=== Section Start ===
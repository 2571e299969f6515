//! Sale settlement arithmetic
//!
//! Turns {purchase amount, available balance, requested redemption, rate}
//! into {redemption used, amount payable, cashback earned}. Pure: no I/O, no
//! clock, no hidden state.

use rust_decimal::Decimal;
use serde::{Deserialize, Serialize};
use shared::error::{AppError, ErrorCode};
use shared::money::{Money, Percent};
use thiserror::Error;

/// Largest purchase accepted in a single sale (R$ 1.000.000,00)
pub const MAX_PURCHASE_AMOUNT: Decimal = Decimal::from_parts(100_000_000, 0, 0, false, 2);

/// How much of the customer's balance the merchant wants to apply
#[derive(Debug, Clone, Copy, PartialEq, Eq, Default, Serialize, Deserialize)]
#[serde(tag = "mode", content = "amount", rename_all = "snake_case")]
pub enum Redemption {
    /// Customer pays the full purchase amount
    #[default]
    None,
    /// Apply as much balance as the caps allow
    Max,
    /// Apply up to this amount; anything above the caps is silently capped
    Amount(Money),
}

/// Outcome of settling one sale
#[derive(Debug, Clone, Copy, PartialEq, Eq, Serialize, Deserialize)]
pub struct Settlement {
    pub redemption_used: Money,
    pub amount_payable: Money,
    pub cashback_earned: Money,
}

#[derive(Debug, Clone, PartialEq, Error)]
pub enum SettlementError {
    #[error("Purchase amount must be greater than zero, got {0}")]
    NonPositivePurchase(Money),

    #[error("Purchase amount exceeds maximum allowed ({MAX_PURCHASE_AMOUNT}), got {0}")]
    PurchaseTooLarge(Money),

    #[error("Available balance cannot be negative, got {0}")]
    NegativeBalance(Money),

    #[error("Cashback percent cannot be negative, got {0}")]
    NegativePercent(Percent),

    #[error("Redemption amount cannot be negative, got {0}")]
    NegativeRedemption(Money),

    #[error("Cashback of {percent} on {amount} is out of range")]
    CashbackOverflow { percent: Percent, amount: Money },

    #[error("Redemption of {requested} exceeds the balance of {available}")]
    RedemptionExceedsBalance { requested: Money, available: Money },
}

impl From<SettlementError> for AppError {
    fn from(err: SettlementError) -> Self {
        let code = match &err {
            SettlementError::NegativePercent(_) | SettlementError::CashbackOverflow { .. } => {
                ErrorCode::InvalidCashbackPercent
            }
            SettlementError::RedemptionExceedsBalance { .. } => ErrorCode::BalanceConflict,
            _ => ErrorCode::InvalidAmount,
        };
        AppError::with_message(code, err.to_string())
    }
}

/// Settle a sale
///
/// Redemption is clamped to `min(available, purchase)`, so an over-request is
/// never an error. Cashback is earned on the payable part only and rounded
/// half-up to centavos.
pub fn settle_sale(
    purchase: Money,
    available: Money,
    redemption: Redemption,
    percent: Percent,
) -> Result<Settlement, SettlementError> {
    if !purchase.is_positive() {
        return Err(SettlementError::NonPositivePurchase(purchase));
    }
    if purchase.amount() > MAX_PURCHASE_AMOUNT {
        return Err(SettlementError::PurchaseTooLarge(purchase));
    }
    if available.is_negative() {
        return Err(SettlementError::NegativeBalance(available));
    }
    if percent.is_negative() {
        return Err(SettlementError::NegativePercent(percent));
    }

    let cap = available.min(purchase);
    let redemption_used = match redemption {
        Redemption::None => Money::ZERO,
        Redemption::Max => cap,
        Redemption::Amount(requested) if requested.is_negative() => {
            return Err(SettlementError::NegativeRedemption(requested));
        }
        Redemption::Amount(requested) => requested.min(cap),
    };

    let amount_payable = purchase - redemption_used;
    let cashback_earned = percent
        .of(amount_payable)
        .map(Money::new)
        .ok_or(SettlementError::CashbackOverflow {
            percent,
            amount: amount_payable,
        })?;

    Ok(Settlement {
        redemption_used,
        amount_payable,
        cashback_earned,
    })
}

#[cfg(test)]
mod tests {
    use super::*;
    use rust_decimal_macros::dec;

    fn money(d: Decimal) -> Money {
        Money::new(d)
    }

    #[test]
    fn test_redemption_capped_to_purchase() {
        let s = settle_sale(
            money(dec!(150.00)),
            money(dec!(200.00)),
            Redemption::Amount(money(dec!(300.00))),
            Percent::from(10),
        )
        .unwrap();

        assert_eq!(s.redemption_used, money(dec!(150.00)));
        assert_eq!(s.amount_payable, Money::ZERO);
        assert_eq!(s.cashback_earned, Money::ZERO);
    }

    #[test]
    fn test_no_balance_full_cashback() {
        let s = settle_sale(
            money(dec!(100.00)),
            Money::ZERO,
            Redemption::Max,
            Percent::from(10),
        )
        .unwrap();

        assert_eq!(s.redemption_used, Money::ZERO);
        assert_eq!(s.amount_payable, money(dec!(100.00)));
        assert_eq!(s.cashback_earned, money(dec!(10.00)));
    }

    #[test]
    fn test_redemption_capped_to_balance() {
        let s = settle_sale(
            money(dec!(80.00)),
            money(dec!(12.50)),
            Redemption::Amount(money(dec!(50.00))),
            Percent::from(5),
        )
        .unwrap();

        assert_eq!(s.redemption_used, money(dec!(12.50)));
        assert_eq!(s.amount_payable, money(dec!(67.50)));
        // 67.50 × 5% = 3.375 → 3.38
        assert_eq!(s.cashback_earned, money(dec!(3.38)));
    }

    #[test]
    fn test_max_uses_lesser_cap() {
        let s = settle_sale(
            money(dec!(40.00)),
            money(dec!(25.00)),
            Redemption::Max,
            Percent::from(10),
        )
        .unwrap();
        assert_eq!(s.redemption_used, money(dec!(25.00)));
        assert_eq!(s.amount_payable, money(dec!(15.00)));
        assert_eq!(s.cashback_earned, money(dec!(1.50)));
    }

    #[test]
    fn test_half_cent_rounds_up() {
        // 0.25 × 10% = 0.025
        let s = settle_sale(
            money(dec!(0.25)),
            Money::ZERO,
            Redemption::None,
            Percent::from(10),
        )
        .unwrap();
        assert_eq!(s.cashback_earned, money(dec!(0.03)));

        // 0.24 × 10% = 0.024
        let s = settle_sale(
            money(dec!(0.24)),
            Money::ZERO,
            Redemption::None,
            Percent::from(10),
        )
        .unwrap();
        assert_eq!(s.cashback_earned, money(dec!(0.02)));
    }

    #[test]
    fn test_fractional_percent() {
        let s = settle_sale(
            money(dec!(99.90)),
            Money::ZERO,
            Redemption::None,
            Percent::new(dec!(2.5)),
        )
        .unwrap();
        // 99.90 × 2.5% = 2.4975 → 2.50
        assert_eq!(s.cashback_earned, money(dec!(2.50)));
    }

    #[test]
    fn test_invariants_hold_across_inputs() {
        let purchases = [dec!(0.01), dec!(1.99), dec!(10.00), dec!(150.00), dec!(999.99)];
        let balances = [dec!(0), dec!(0.50), dec!(10.00), dec!(500.00)];
        let requests = [
            Redemption::None,
            Redemption::Max,
            Redemption::Amount(money(dec!(0))),
            Redemption::Amount(money(dec!(7.77))),
            Redemption::Amount(money(dec!(10000))),
        ];
        let rates = [dec!(0), dec!(3), dec!(12.5), dec!(100)];

        for p in purchases {
            for b in balances {
                for r in requests {
                    for rate in rates {
                        let purchase = money(p);
                        let balance = money(b);
                        let s = settle_sale(purchase, balance, r, Percent::new(rate)).unwrap();

                        assert!(s.redemption_used <= balance.min(purchase));
                        assert!(!s.amount_payable.is_negative());
                        assert_eq!(s.amount_payable + s.redemption_used, purchase);
                        assert_eq!(
                            s.cashback_earned,
                            Money::new(s.amount_payable.amount() * rate / dec!(100))
                        );
                        assert!(!s.cashback_earned.is_negative());

                        // same inputs, same outputs
                        let again = settle_sale(purchase, balance, r, Percent::new(rate)).unwrap();
                        assert_eq!(s, again);
                    }
                }
            }
        }
    }

    #[test]
    fn test_rejects_invalid_inputs() {
        assert_eq!(
            settle_sale(Money::ZERO, Money::ZERO, Redemption::None, Percent::from(10)),
            Err(SettlementError::NonPositivePurchase(Money::ZERO))
        );
        assert!(matches!(
            settle_sale(
                money(dec!(10)),
                money(dec!(-1)),
                Redemption::None,
                Percent::from(10)
            ),
            Err(SettlementError::NegativeBalance(_))
        ));
        assert!(matches!(
            settle_sale(
                money(dec!(10)),
                Money::ZERO,
                Redemption::None,
                Percent::new(dec!(-0.5))
            ),
            Err(SettlementError::NegativePercent(_))
        ));
        assert!(matches!(
            settle_sale(
                money(dec!(10)),
                money(dec!(5)),
                Redemption::Amount(money(dec!(-2))),
                Percent::from(10)
            ),
            Err(SettlementError::NegativeRedemption(_))
        ));
        assert!(matches!(
            settle_sale(
                money(dec!(1000000.01)),
                Money::ZERO,
                Redemption::None,
                Percent::from(10)
            ),
            Err(SettlementError::PurchaseTooLarge(_))
        ));
    }

    #[test]
    fn test_large_percent_is_an_error_not_a_panic() {
        let huge = Percent::new(Decimal::from_i128_with_scale(10_i128.pow(25), 0));
        let err = settle_sale(money(dec!(1000000)), Money::ZERO, Redemption::None, huge).unwrap_err();
        assert!(matches!(err, SettlementError::CashbackOverflow { .. }));
        assert_eq!(AppError::from(err).code, ErrorCode::InvalidCashbackPercent);

        // above 100% is still a valid rate
        let s = settle_sale(money(dec!(10.00)), Money::ZERO, Redemption::None, Percent::from(250)).unwrap();
        assert_eq!(s.cashback_earned, money(dec!(25.00)));
    }

    #[test]
    fn test_error_codes() {
        let err: AppError = SettlementError::NegativePercent(Percent::new(dec!(-1))).into();
        assert_eq!(err.code, ErrorCode::InvalidCashbackPercent);
        let err: AppError = SettlementError::NonPositivePurchase(Money::ZERO).into();
        assert_eq!(err.code, ErrorCode::InvalidAmount);
    }

    #[test]
    fn test_redemption_serde() {
        let r: Redemption = serde_json::from_str(r#"{"mode":"amount","amount":"12.50"}"#).unwrap();
        assert_eq!(r, Redemption::Amount(money(dec!(12.50))));
        let r: Redemption = serde_json::from_str(r#"{"mode":"max"}"#).unwrap();
        assert_eq!(r, Redemption::Max);
    }
}
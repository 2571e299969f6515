//! Balance bookkeeping around a settled sale

use shared::models::{CustomerBalance, Merchant};
use shared::money::Money;

use super::settlement::{Settlement, SettlementError};

const DAY_MS: i64 = 86_400_000;

/// Whether a balance has passed its validity window
///
/// No window configured, or no purchase yet, means nothing can expire.
pub fn is_expired(last_purchase_at: Option<i64>, window_days: Option<u32>, now: i64) -> bool {
    match (last_purchase_at, window_days) {
        (Some(last), Some(days)) => now - last > i64::from(days) * DAY_MS,
        _ => false,
    }
}

/// Balance the customer can actually spend right now
///
/// An expired balance is treated as zero even before the sweep has run.
pub fn spendable_balance(balance: &CustomerBalance, merchant: &Merchant, now: i64) -> Money {
    if is_expired(
        balance.last_purchase_at,
        merchant.cashback_expiration_days,
        now,
    ) {
        Money::ZERO
    } else {
        balance.current_balance
    }
}

/// New balance after a sale: `balance − redemption + cashback`
///
/// Aggregates are bumped and the last-purchase timestamp moves to `now`.
/// Fails if the settlement redeems more than `available`, which means it was
/// computed against a different balance.
pub fn apply_settlement(
    balance: &CustomerBalance,
    available: Money,
    settlement: &Settlement,
    now: i64,
) -> Result<CustomerBalance, SettlementError> {
    if settlement.redemption_used > available {
        return Err(SettlementError::RedemptionExceedsBalance {
            requested: settlement.redemption_used,
            available,
        });
    }

    let purchase = settlement.amount_payable + settlement.redemption_used;
    Ok(CustomerBalance {
        current_balance: available - settlement.redemption_used + settlement.cashback_earned,
        last_purchase_at: Some(now),
        total_purchases: balance.total_purchases.saturating_add(1),
        total_spent: balance.total_spent + purchase,
        total_cashback: balance.total_cashback + settlement.cashback_earned,
        ..balance.clone()
    })
}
=== Section End ===
WORK REQUEST
Please give the number of lines in the entries that contain the word "into", and nothing besides it.

WRITTEN ANSWER
3